Краснов умолк, скорбно потрясая своей гениальной головой. Он – хороший актёр, до такой степени, что я на миг даже призадумался: «Дядь Олег, а ты, часом, не рехнулся, нарконавт-аматёр?»
Но нет – с мозгами у Краснова полный порядок. Уже обычным тоном он резюмировал:
- Да, очень, очень убедительно… найти в кабине ржавого Краза, под говнодавом задрипанного Мишки Хламаря - итальянский волын в три таких Краза ценой… - обратился ко мне: - Артём Викторович, как по-вашему, навскидку, когда Хламаря грохнули: до нашего проезда – или после?
- Однозначно после. Но – практически сразу. Убийце нужно было убедиться, что мы прошли. Вернее, не совсем мы: что «бумер» этот прошёл… Так… А сейчас, с вашего позволения, я кое-что уточню... - роюсь в "палме". - Вообще-то – иррацуха какая-то… Не вижу логики, а вижу…
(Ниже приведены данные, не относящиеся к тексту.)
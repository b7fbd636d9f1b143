//! Batch renaming of logical names
//!
//! Moves every placement of one logical name to another while keeping the
//! disambiguating suffixes, e.g. `house_window.003` -> `wall_window.003`.

use tracing::{debug, info};

use sceneport_core::{Error, Result};

use crate::graph::SceneGraph;
use crate::naming::split_name;

/// Rename all entities whose logical name is `from` to logical name `to`.
///
/// The whole batch is checked for collisions before anything is renamed,
/// so a failed call leaves the scene untouched. Returns the number of
/// renamed entities.
pub fn rename_logical(
    scene: &mut dyn SceneGraph,
    from: &str,
    to: &str,
    delimiter: char,
) -> Result<usize> {
    if to.is_empty() || to.contains(delimiter) {
        return Err(Error::invalid_data(format!(
            "target logical name {:?} must be non-empty and must not contain {:?}",
            to, delimiter
        )));
    }

    let plan: Vec<(String, String)> = scene
        .entities()
        .iter()
        .filter_map(|entity| {
            let (base, suffix) = split_name(&entity.name, delimiter);
            if base != from {
                return None;
            }
            let new_name = match suffix {
                Some(suffix) => format!("{}{}{}", to, delimiter, suffix),
                None => to.to_string(),
            };
            Some((entity.name.clone(), new_name))
        })
        .collect();

    if from == to || plan.is_empty() {
        return Ok(0);
    }

    // New names all share the base `to`, so they cannot clash with each
    // other or with the entities being renamed.
    for (_, new_name) in &plan {
        if scene.entity(new_name).is_some() {
            return Err(Error::NameCollision {
                name: new_name.clone(),
            });
        }
    }

    for (old, new_name) in &plan {
        debug!(from = %old, to = %new_name, "Renaming entity");
        scene.rename_entity(old, new_name)?;
    }

    info!(from = %from, to = %to, count = plan.len(), "Renamed logical name");
    Ok(plan.len())
}
//! The scene graph seam between the host authoring tool and the pipeline

use std::path::Path;

use sceneport_core::{Error, Result, Transform};

use crate::entity::SceneEntity;

/// Read access to a scene plus the few mutations the pipeline performs.
///
/// Implemented by [`crate::SceneSnapshot`] and by host-tool adapters.
/// `entities` must return entities in the tool's enumeration order; the
/// pipeline's ordering guarantees are defined relative to it.
pub trait SceneGraph {
    /// Path of the scene file the entities belong to
    fn source_path(&self) -> &Path;

    /// All entities in enumeration order
    fn entities(&self) -> &[SceneEntity];

    /// Look up an entity by its unique name
    fn entity(&self, name: &str) -> Option<&SceneEntity> {
        self.entities().iter().find(|e| e.name == name)
    }

    /// Current transform of `name`
    fn transform(&self, name: &str) -> Result<Transform> {
        self.entity(name)
            .map(|e| e.transform)
            .ok_or_else(|| Error::entity_not_found(name))
    }

    /// Overwrite the transform of `name`
    fn set_transform(&mut self, name: &str, transform: Transform) -> Result<()>;

    /// Rename an entity, updating links that point at it
    fn rename_entity(&mut self, old: &str, new: &str) -> Result<()>;
}

/// Scene base name: the source file name up to its first `.`
///
/// `levels/town.blend` gives `town`, `town.v2.blend` also gives `town`.
pub fn scene_base_name(source: &Path) -> Result<String> {
    let file_name = source
        .file_name()
        .and_then(|n| n.to_str())
        .unwrap_or("");
    let base = file_name.split('.').next().unwrap_or("");

    if base.is_empty() {
        return Err(Error::invalid_data(format!(
            "scene source path has no usable file name: {:?}",
            source
        )));
    }

    Ok(base.to_string())
}

#[cfg(test)]
mod tests {
    use super::*;
    use std::path::PathBuf;

    #[test]
    fn test_scene_base_name() {
        assert_eq!(scene_base_name(Path::new("levels/town.blend")).unwrap(), "town");
        assert_eq!(scene_base_name(Path::new("town.v2.blend")).unwrap(), "town");
        assert_eq!(scene_base_name(Path::new("town")).unwrap(), "town");
    }

    #[test]
    fn test_scene_base_name_rejects_unsaved() {
        assert!(scene_base_name(&PathBuf::new()).is_err());
        assert!(scene_base_name(Path::new("levels/.blend")).is_err());
    }
}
Да, упрекните меня самого в тривиальности логики – но парень этот, владелец компьютерного магазина и БМВ-750, Игорь Семенов, был… разведён… три года назад… Жена? Та же простая русская фамилия. А имя – ещё проще и «русее», до невозможности… Евдокия Семёнова, семьдесят пятого года рождения. Вот кем нужно быть, чтоб в семьдесят пятом году двадцатого столетия обозвать свою дочь «Евдокией»? Дразнить же будут – всю школу. Или – не будут? Серьёзно, колись, Евдокия, кто твой папа, а? Как его фамилия?
Да, упрекните меня в тривиальности мистических озарений – но я уже знал, как фамилия папы… Может - потому что отчество у нашей Евдокии - "Кимовна"... Впрочем, у меня давно было предчувствие чего-то такого… странного, экзотического… Всё это дело – густо расписано потусторонними полутонами, и где-то в перспективе непременно маячили какие-то призраки прошлого…
Людей – шесть миллиардов. В России – полтораста миллионов. Но, говорят, демография у нас отрицательная – и пространства всё больше, а мир с каждым годом всё тесней. Один мой приятель, вернувшись из города, где не был никогда прежде, пожаловался: «Прикинь: за три дня – НИ единой случайной встречи со старым знакомым. Ни одноклассника, ни сокурсника, ни бывшего коллеги. Просто мистика какая-то!» Да, действительно: мне повезло больше. Повезло ли?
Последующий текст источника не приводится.